> [Exercise input]:
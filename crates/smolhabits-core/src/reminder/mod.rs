//! Reminder scheduling.
//!
//! Two modes share one pipeline:
//!
//! - **daily**: the next occurrence of a wall-clock `hour:minute`, tagged
//!   `daily_reminder`
//! - **quick**: `now + minutes`, tagged `quick_reminder`
//!
//! The scheduler computes the trigger instant, cancels whatever is pending
//! under the same tag, and hands a one-shot [`ReminderRequest`] to a
//! [`DeferredTaskRunner`]. When the task fires, a [`ReminderWorker`] turns
//! the payload into a notification.

mod runner;
mod scheduler;
mod worker;

pub use runner::TokioTaskRunner;
pub use scheduler::{DeferredTaskRunner, ReminderScheduler, Scheduled};
pub use worker::{ReminderWorker, PLACEHOLDER_HABIT_NAME};

use std::fmt;

use chrono::{DateTime, Duration, LocalResult, NaiveDate, NaiveTime, Offset, TimeZone, Utc};
use serde::{Deserialize, Serialize};
use uuid::Uuid;

use crate::error::ValidationError;

/// Dedup tag. At most one pending reminder exists per tag.
#[derive(Debug, Clone, Copy, PartialEq, Eq, Hash, Serialize, Deserialize)]
pub enum ReminderTag {
    #[serde(rename = "daily_reminder")]
    Daily,
    #[serde(rename = "quick_reminder")]
    Quick,
}

impl ReminderTag {
    pub fn as_str(&self) -> &'static str {
        match self {
            ReminderTag::Daily => "daily_reminder",
            ReminderTag::Quick => "quick_reminder",
        }
    }

    pub fn all() -> &'static [ReminderTag] {
        &[ReminderTag::Daily, ReminderTag::Quick]
    }
}

impl fmt::Display for ReminderTag {
    fn fmt(&self, f: &mut fmt::Formatter<'_>) -> fmt::Result {
        f.write_str(self.as_str())
    }
}

/// How the caller expressed the trigger time.
#[derive(Debug, Clone, Copy, PartialEq, Eq, Serialize, Deserialize)]
#[serde(tag = "kind", rename_all = "lowercase")]
pub enum Trigger {
    /// Wall-clock time of day.
    At { hour: u32, minute: u32 },
    /// Relative delay from the moment of scheduling.
    After { minutes: u32 },
}

impl Trigger {
    pub fn tag(&self) -> ReminderTag {
        match self {
            Trigger::At { .. } => ReminderTag::Daily,
            Trigger::After { .. } => ReminderTag::Quick,
        }
    }
}

/// A one-shot deferred task carrying the habit name as its payload.
#[derive(Debug, Clone, PartialEq, Eq, Serialize, Deserialize)]
pub struct ReminderRequest {
    pub id: Uuid,
    pub habit_name: String,
    pub tag: ReminderTag,
    pub trigger: Trigger,
    pub fire_at: DateTime<Utc>,
}

impl ReminderRequest {
    pub fn new(habit_name: impl Into<String>, trigger: Trigger, fire_at: DateTime<Utc>) -> Self {
        Self {
            id: Uuid::new_v4(),
            habit_name: habit_name.into(),
            tag: trigger.tag(),
            trigger,
            fire_at,
        }
    }

    /// Time left until the request fires, zero if already due.
    pub fn delay_from(&self, now: DateTime<Utc>) -> std::time::Duration {
        (self.fire_at - now).to_std().unwrap_or_default()
    }
}

pub fn validate_time_of_day(hour: u32, minute: u32) -> Result<(), ValidationError> {
    if hour > 23 {
        return Err(ValidationError::HourOutOfRange(hour));
    }
    if minute > 59 {
        return Err(ValidationError::MinuteOutOfRange(minute));
    }
    Ok(())
}

/// Next occurrence of `hour:minute:00` at or after `now`, in `now`'s zone.
///
/// A candidate strictly before `now` is moved to the same wall-clock time on
/// the following day. Ambiguous local times resolve to the earlier instant.
/// A time inside a DST gap is read with the offset in force before the gap,
/// so 02:30 on a spring-forward night becomes 03:30.
pub fn next_daily_trigger<Tz: TimeZone>(
    now: &DateTime<Tz>,
    hour: u32,
    minute: u32,
) -> Result<DateTime<Tz>, ValidationError> {
    validate_time_of_day(hour, minute)?;

    let tz = now.timezone();
    let today = now.date_naive();
    let at_today = local_instant(&tz, today, hour, minute);
    if at_today >= *now {
        return Ok(at_today);
    }

    today
        .succ_opt()
        .map(|tomorrow| local_instant(&tz, tomorrow, hour, minute))
        .ok_or(ValidationError::DateOutOfRange {
            date: today,
            hour,
            minute,
        })
}

/// `now + minutes`.
pub fn quick_trigger<Tz: TimeZone>(now: &DateTime<Tz>, minutes: u32) -> DateTime<Tz> {
    now.clone() + Duration::minutes(i64::from(minutes))
}

/// Callers validate `hour`/`minute` first.
fn local_instant<Tz: TimeZone>(tz: &Tz, date: NaiveDate, hour: u32, minute: u32) -> DateTime<Tz> {
    let naive = date.and_time(NaiveTime::MIN)
        + Duration::hours(i64::from(hour))
        + Duration::minutes(i64::from(minute));
    match tz.from_local_datetime(&naive) {
        LocalResult::Single(at) => at,
        LocalResult::Ambiguous(earliest, _) => earliest,
        LocalResult::None => {
            // Gaps never recur within a day, so a day earlier is before it.
            let before = tz
                .offset_from_utc_datetime(&(naive - Duration::days(1)))
                .fix();
            let utc = naive - Duration::seconds(i64::from(before.local_minus_utc()));
            tz.from_utc_datetime(&utc)
        }
    }
}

> [Work item]: Send back the whole listing above exactly, please.

> [Answer]:
filename crates/smolhabits-core/src/reminder/mod.rs
//! Reminder scheduling.
//!
//! Two modes share one pipeline:
//!
//! - **daily**: the next occurrence of a wall-clock `hour:minute`, tagged
//!   `daily_reminder`
//! - **quick**: `now + minutes`, tagged `quick_reminder`
//!
//! The scheduler computes the trigger instant, cancels whatever is pending
//! under the same tag, and hands a one-shot [`ReminderRequest`] to a
//! [`DeferredTaskRunner`]. When the task fires, a [`ReminderWorker`] turns
//! the payload into a notification.

mod runner;
mod scheduler;
mod worker;

pub use runner::TokioTaskRunner;
pub use scheduler::{DeferredTaskRunner, ReminderScheduler, Scheduled};
pub use worker::{ReminderWorker, PLACEHOLDER_HABIT_NAME};

use std::fmt;

use chrono::{DateTime, Duration, LocalResult, NaiveDate, NaiveTime, Offset, TimeZone, Utc};
use serde::{Deserialize, Serialize};
use uuid::Uuid;

use crate::error::ValidationError;

/// Dedup tag. At most one pending reminder exists per tag.
#[derive(Debug, Clone, Copy, PartialEq, Eq, Hash, Serialize, Deserialize)]
pub enum ReminderTag {
    #[serde(rename = "daily_reminder")]
    Daily,
    #[serde(rename = "quick_reminder")]
    Quick,
}

impl ReminderTag {
    pub fn as_str(&self) -> &'static str {
        match self {
            ReminderTag::Daily => "daily_reminder",
            ReminderTag::Quick => "quick_reminder",
        }
    }

    pub fn all() -> &'static [ReminderTag] {
        &[ReminderTag::Daily, ReminderTag::Quick]
    }
}

impl fmt::Display for ReminderTag {
    fn fmt(&self, f: &mut fmt::Formatter<'_>) -> fmt::Result {
        f.write_str(self.as_str())
    }
}

/// How the caller expressed the trigger time.
#[derive(Debug, Clone, Copy, PartialEq, Eq, Serialize, Deserialize)]
#[serde(tag = "kind", rename_all = "lowercase")]
pub enum Trigger {
    /// Wall-clock time of day.
    At { hour: u32, minute: u32 },
    /// Relative delay from the moment of scheduling.
    After { minutes: u32 },
}

impl Trigger {
    pub fn tag(&self) -> ReminderTag {
        match self {
            Trigger::At { .. } => ReminderTag::Daily,
            Trigger::After { .. } => ReminderTag::Quick,
        }
    }
}

/// A one-shot deferred task carrying the habit name as its payload.
#[derive(Debug, Clone, PartialEq, Eq, Serialize, Deserialize)]
pub struct ReminderRequest {
    pub id: Uuid,
    pub habit_name: String,
    pub tag: ReminderTag,
    pub trigger: Trigger,
    pub fire_at: DateTime<Utc>,
}

impl ReminderRequest {
    pub fn new(habit_name: impl Into<String>, trigger: Trigger, fire_at: DateTime<Utc>) -> Self {
        Self {
            id: Uuid::new_v4(),
            habit_name: habit_name.into(),
            tag: trigger.tag(),
            trigger,
            fire_at,
        }
    }

    /// Time left until the request fires, zero if already due.
    pub fn delay_from(&self, now: DateTime<Utc>) -> std::time::Duration {
        (self.fire_at - now).to_std().unwrap_or_default()
    }
}

pub fn validate_time_of_day(hour: u32, minute: u32) -> Result<(), ValidationError> {
    if hour > 23 {
        return Err(ValidationError::HourOutOfRange(hour));
    }
    if minute > 59 {
        return Err(ValidationError::MinuteOutOfRange(minute));
    }
    Ok(())
}

/// Next occurrence of `hour:minute:00` at or after `now`, in `now`'s zone.
///
/// A candidate strictly before `now` is moved to the same wall-clock time on
/// the following day. Ambiguous local times resolve to the earlier instant.
/// A time inside a DST gap is read with the offset in force before the gap,
/// so 02:30 on a spring-forward night becomes 03:30.
pub fn next_daily_trigger<Tz: TimeZone>(
    now: &DateTime<Tz>,
    hour: u32,
    minute: u32,
) -> Result<DateTime<Tz>, ValidationError> {
    validate_time_of_day(hour, minute)?;

    let tz = now.timezone();
    let today = now.date_naive();
    let at_today = local_instant(&tz, today, hour, minute);
    if at_today >= *now {
        return Ok(at_today);
    }

    today
        .succ_opt()
        .map(|tomorrow| local_instant(&tz, tomorrow, hour, minute))
        .ok_or(ValidationError::DateOutOfRange {
            date: today,
            hour,
            minute,
        })
}

/// `now + minutes`.
pub fn quick_trigger<Tz: TimeZone>(now: &DateTime<Tz>, minutes: u32) -> DateTime<Tz> {
    now.clone() + Duration::minutes(i64::from(minutes))
}

/// Callers validate `hour`/`minute` first.
fn local_instant<Tz: TimeZone>(tz: &Tz, date: NaiveDate, hour: u32, minute: u32) -> DateTime<Tz> {
    let naive = date.and_time(NaiveTime::MIN)
        + Duration::hours(i64::from(hour))
        + Duration::minutes(i64::from(minute));
    match tz.from_local_datetime(&naive) {
        LocalResult::Single(at) => at,
        LocalResult::Ambiguous(earliest, _) => earliest,
        LocalResult::None => {
            // Gaps never recur within a day, so a day earlier is before it.
            let before = tz
                .offset_from_utc_datetime(&(naive - Duration::days(1)))
                .fix();
            let utc = naive - Duration::seconds(i64::from(before.local_minus_utc()));
            tz.from_utc_datetime(&utc)
        }
    }
}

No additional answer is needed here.